- [Stored data]:
——————

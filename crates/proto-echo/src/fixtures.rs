//! The records sent by the `proto-echo` binary

use wapc_protobuf::{Nested, Test};

/// Every field populated, including the nested record.
#[must_use]
pub fn full() -> Test {
  Test {
    field_uint64: 12345,
    field_uint32: 12346,
    field_int64: -12347,
    field_int32: -12348,
    field_sint64: -12349,
    field_sint32: -12350,
    field_string: "string".to_owned(),
    field_bool: true,
    field_bytes: b"bytes".to_vec(),
    field_float: 1234.5,
    field_double: 61234.5,
    field_fixed32: 1111,
    field_fixed64: 2222,
    field_sfixed32: -3333,
    field_sfixed64: -4444,
    field_nested: Some(Nested { foo: "bar".to_owned() }),
  }
}

/// Only `field_uint64` set; everything else keeps its default.
#[must_use]
pub fn minimal() -> Test {
  Test {
    field_uint64: 12345,
    ..Default::default()
  }
}
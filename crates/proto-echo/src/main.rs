use std::path::PathBuf;

use clap::Parser;
use log::{error, warn};
use proto_echo::{fixtures, report, EchoInvoker, Error, WapcUnit, DEFAULT_MODULE_PATH, PROTO_ECHO};

/// Round-trips a protobuf record through a waPC guest and prints the reply as JSON
#[derive(Debug, Parser)]
#[command(name = "proto-echo", version, about)]
struct Cli {
  /// WebAssembly module implementing the echo operation
  #[arg(default_value = DEFAULT_MODULE_PATH)]
  module: PathBuf,

  /// Guest operation to invoke
  #[arg(short, long, default_value = PROTO_ECHO)]
  operation: String,

  /// Send a record with only `field_uint64` set
  #[arg(long)]
  minimal: bool,
}

fn main() {
  env_logger::init();
  let cli = Cli::parse();

  match run(&cli) {
    Ok(rendered) => println!("{}", rendered),
    Err(e) => {
      error!("{}", e);
      eprintln!("proto-echo: {}", e);
      std::process::exit(1);
    }
  }
}

// The unit is dropped before this returns, so it is released on every path.
fn run(cli: &Cli) -> Result<String, Error> {
  let unit = WapcUnit::from_file(&cli.module, |msg: &str| println!("{}", msg))?;
  let echo = EchoInvoker::with_operation(unit, cli.operation.as_str());

  let request = if cli.minimal {
    fixtures::minimal()
  } else {
    fixtures::full()
  };
  let reply = echo.round_trip(&request)?;
  if reply != request {
    warn!("'{}' did not echo the request unchanged", echo.operation());
  }

  report::render(&reply)
}
//! Word representation
//!
//! A `Word` is a non-empty run of ASCII letters, normalized to lowercase so
//! that every comparison downstream is case-insensitive.

use rustc_hash::FxHashMap;
use std::fmt;
use thiserror::Error;

/// A guess or target word
///
/// Stores the lowercase text alongside its bytes for positional comparison.
#[derive(Debug, Clone, PartialEq, Eq, Hash)]
pub struct Word {
    text: String,
    letters: Vec<u8>,
}

/// Error type for invalid words
#[derive(Debug, Clone, PartialEq, Eq, Error)]
pub enum WordError {
    #[error("word is empty")]
    Empty,
    #[error("word must be exactly {expected} letters, got {actual}")]
    InvalidLength { expected: usize, actual: usize },
    #[error("word must contain only letters A-Z")]
    NonAlphabetic,
}

impl Word {
    /// Create a new Word from a string of any non-zero length
    ///
    /// Surrounding whitespace is ignored and the text is lowercased.
    ///
    /// # Errors
    /// Returns `WordError` if:
    /// - The trimmed text is empty
    /// - Any character is not an ASCII letter
    ///
    /// # Examples
    /// ```
    /// use wordle_game::core::Word;
    ///
    /// let word = Word::new("Crane").unwrap();
    /// assert_eq!(word.text(), "crane");
    ///
    /// assert!(Word::new("sh0rt").is_err());
    /// assert!(Word::new("").is_err());
    /// ```
    pub fn new(text: impl AsRef<str>) -> Result<Self, WordError> {
        let trimmed = text.as_ref().trim();

        if trimmed.is_empty() {
            return Err(WordError::Empty);
        }

        if !trimmed.chars().all(|c| c.is_ascii_alphabetic()) {
            return Err(WordError::NonAlphabetic);
        }

        let text = trimmed.to_ascii_lowercase();
        let letters = text.as_bytes().to_vec();

        Ok(Self { text, letters })
    }

    /// Create a Word that must have exactly `length` letters
    ///
    /// Length is checked before content, so `"ab1"` against a length of 5
    /// reports the length problem.
    ///
    /// # Errors
    /// Returns `WordError::InvalidLength` on a length mismatch, otherwise
    /// whatever [`Word::new`] returns.
    pub fn with_length(text: impl AsRef<str>, length: usize) -> Result<Self, WordError> {
        let trimmed = text.as_ref().trim();
        let actual = trimmed.chars().count();

        if actual != length {
            return Err(WordError::InvalidLength {
                expected: length,
                actual,
            });
        }

        Self::new(trimmed)
    }

    /// Get the word as a string slice
    #[inline]
    #[must_use]
    pub fn text(&self) -> &str {
        &self.text
    }

    /// Get the word's letters as bytes
    #[inline]
    #[must_use]
    pub fn letters(&self) -> &[u8] {
        &self.letters
    }

    /// Number of letters in the word
    #[inline]
    #[must_use]
    pub fn len(&self) -> usize {
        self.letters.len()
    }

    /// Always false: a `Word` cannot be constructed empty
    #[inline]
    #[must_use]
    pub fn is_empty(&self) -> bool {
        self.letters.is_empty()
    }

    /// Get the letter at a specific position
    ///
    /// # Panics
    /// Panics if `position >= self.len()`
    #[inline]
    #[must_use]
    pub fn letter_at(&self, position: usize) -> u8 {
        self.letters[position]
    }

    /// Count occurrences of each letter
    ///
    /// Used by the scorer as its per-call multiset.
    #[inline]
    pub(crate) fn letter_counts(&self) -> FxHashMap<u8, usize> {
        let mut counts = FxHashMap::default();
        for &ch in &self.letters {
            *counts.entry(ch).or_insert(0) += 1;
        }
        counts
    }
}

impl fmt::Display for Word {
    fn fmt(&self, f: &mut fmt::Formatter<'_>) -> fmt::Result {
        write!(f, "{}", self.text)
    }
}

impl std::str::FromStr for Word {
    type Err = WordError;

    fn from_str(s: &str) -> Result<Self, Self::Err> {
        Self::new(s)
    }
}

——————

- [Work required]:
When you write the entries out again, keep every word and mark exactly as it is.

- [Exercise output]:
filename crates/proto-echo/src/fixtures.rs
//! The records sent by the `proto-echo` binary

use wapc_protobuf::{Nested, Test};

/// Every field populated, including the nested record.
#[must_use]
pub fn full() -> Test {
  Test {
    field_uint64: 12345,
    field_uint32: 12346,
    field_int64: -12347,
    field_int32: -12348,
    field_sint64: -12349,
    field_sint32: -12350,
    field_string: "string".to_owned(),
    field_bool: true,
    field_bytes: b"bytes".to_vec(),
    field_float: 1234.5,
    field_double: 61234.5,
    field_fixed32: 1111,
    field_fixed64: 2222,
    field_sfixed32: -3333,
    field_sfixed64: -4444,
    field_nested: Some(Nested { foo: "bar".to_owned() }),
  }
}

/// Only `field_uint64` set; everything else keeps its default.
#[must_use]
pub fn minimal() -> Test {
  Test {
    field_uint64: 12345,
    ..Default::default()
  }
}
filename crates/proto-echo/src/main.rs
use std::path::PathBuf;

use clap::Parser;
use log::{error, warn};
use proto_echo::{fixtures, report, EchoInvoker, Error, WapcUnit, DEFAULT_MODULE_PATH, PROTO_ECHO};

/// Round-trips a protobuf record through a waPC guest and prints the reply as JSON
#[derive(Debug, Parser)]
#[command(name = "proto-echo", version, about)]
struct Cli {
  /// WebAssembly module implementing the echo operation
  #[arg(default_value = DEFAULT_MODULE_PATH)]
  module: PathBuf,

  /// Guest operation to invoke
  #[arg(short, long, default_value = PROTO_ECHO)]
  operation: String,

  /// Send a record with only `field_uint64` set
  #[arg(long)]
  minimal: bool,
}

fn main() {
  env_logger::init();
  let cli = Cli::parse();

  match run(&cli) {
    Ok(rendered) => println!("{}", rendered),
    Err(e) => {
      error!("{}", e);
      eprintln!("proto-echo: {}", e);
      std::process::exit(1);
    }
  }
}

// The unit is dropped before this returns, so it is released on every path.
fn run(cli: &Cli) -> Result<String, Error> {
  let unit = WapcUnit::from_file(&cli.module, |msg: &str| println!("{}", msg))?;
  let echo = EchoInvoker::with_operation(unit, cli.operation.as_str());

  let request = if cli.minimal {
    fixtures::minimal()
  } else {
    fixtures::full()
  };
  let reply = echo.round_trip(&request)?;
  if reply != request {
    warn!("'{}' did not echo the request unchanged", echo.operation());
  }

  report::render(&reply)
}
//! Word representation
//!
//! A `Word` is a non-empty run of ASCII letters, normalized to lowercase so
//! that every comparison downstream is case-insensitive.

use rustc_hash::FxHashMap;
use std::fmt;
use thiserror::Error;

/// A guess or target word
///
/// Stores the lowercase text alongside its bytes for positional comparison.
#[derive(Debug, Clone, PartialEq, Eq, Hash)]
pub struct Word {
    text: String,
    letters: Vec<u8>,
}

/// Error type for invalid words
#[derive(Debug, Clone, PartialEq, Eq, Error)]
pub enum WordError {
    #[error("word is empty")]
    Empty,
    #[error("word must be exactly {expected} letters, got {actual}")]
    InvalidLength { expected: usize, actual: usize },
    #[error("word must contain only letters A-Z")]
    NonAlphabetic,
}

impl Word {
    /// Create a new Word from a string of any non-zero length
    ///
    /// Surrounding whitespace is ignored and the text is lowercased.
    ///
    /// # Errors
    /// Returns `WordError` if:
    /// - The trimmed text is empty
    /// - Any character is not an ASCII letter
    ///
    /// # Examples
    /// ```
    /// use wordle_game::core::Word;
    ///
    /// let word = Word::new("Crane").unwrap();
    /// assert_eq!(word.text(), "crane");
    ///
    /// assert!(Word::new("sh0rt").is_err());
    /// assert!(Word::new("").is_err());
    /// ```
    pub fn new(text: impl AsRef<str>) -> Result<Self, WordError> {
        let trimmed = text.as_ref().trim();

        if trimmed.is_empty() {
            return Err(WordError::Empty);
        }

        if !trimmed.chars().all(|c| c.is_ascii_alphabetic()) {
            return Err(WordError::NonAlphabetic);
        }

        let text = trimmed.to_ascii_lowercase();
        let letters = text.as_bytes().to_vec();

        Ok(Self { text, letters })
    }

    /// Create a Word that must have exactly `length` letters
    ///
    /// Length is checked before content, so `"ab1"` against a length of 5
    /// reports the length problem.
    ///
    /// # Errors
    /// Returns `WordError::InvalidLength` on a length mismatch, otherwise
    /// whatever [`Word::new`] returns.
    pub fn with_length(text: impl AsRef<str>, length: usize) -> Result<Self, WordError> {
        let trimmed = text.as_ref().trim();
        let actual = trimmed.chars().count();

        if actual != length {
            return Err(WordError::InvalidLength {
                expected: length,
                actual,
            });
        }

        Self::new(trimmed)
    }

    /// Get the word as a string slice
    #[inline]
    #[must_use]
    pub fn text(&self) -> &str {
        &self.text
    }

    /// Get the word's letters as bytes
    #[inline]
    #[must_use]
    pub fn letters(&self) -> &[u8] {
        &self.letters
    }

    /// Number of letters in the word
    #[inline]
    #[must_use]
    pub fn len(&self) -> usize {
        self.letters.len()
    }

    /// Always false: a `Word` cannot be constructed empty
    #[inline]
    #[must_use]
    pub fn is_empty(&self) -> bool {
        self.letters.is_empty()
    }

    /// Get the letter at a specific position
    ///
    /// # Panics
    /// Panics if `position >= self.len()`
    #[inline]
    #[must_use]
    pub fn letter_at(&self, position: usize) -> u8 {
        self.letters[position]
    }

    /// Count occurrences of each letter
    ///
    /// Used by the scorer as its per-call multiset.
    #[inline]
    pub(crate) fn letter_counts(&self) -> FxHashMap<u8, usize> {
        let mut counts = FxHashMap::default();
        for &ch in &self.letters {
            *counts.entry(ch).or_insert(0) += 1;
        }
        counts
    }
}

impl fmt::Display for Word {
    fn fmt(&self, f: &mut fmt::Formatter<'_>) -> fmt::Result {
        write!(f, "{}", self.text)
    }
}

impl std::str::FromStr for Word {
    type Err = WordError;

    fn from_str(s: &str) -> Result<Self, Self::Err> {
        Self::new(s)
    }
}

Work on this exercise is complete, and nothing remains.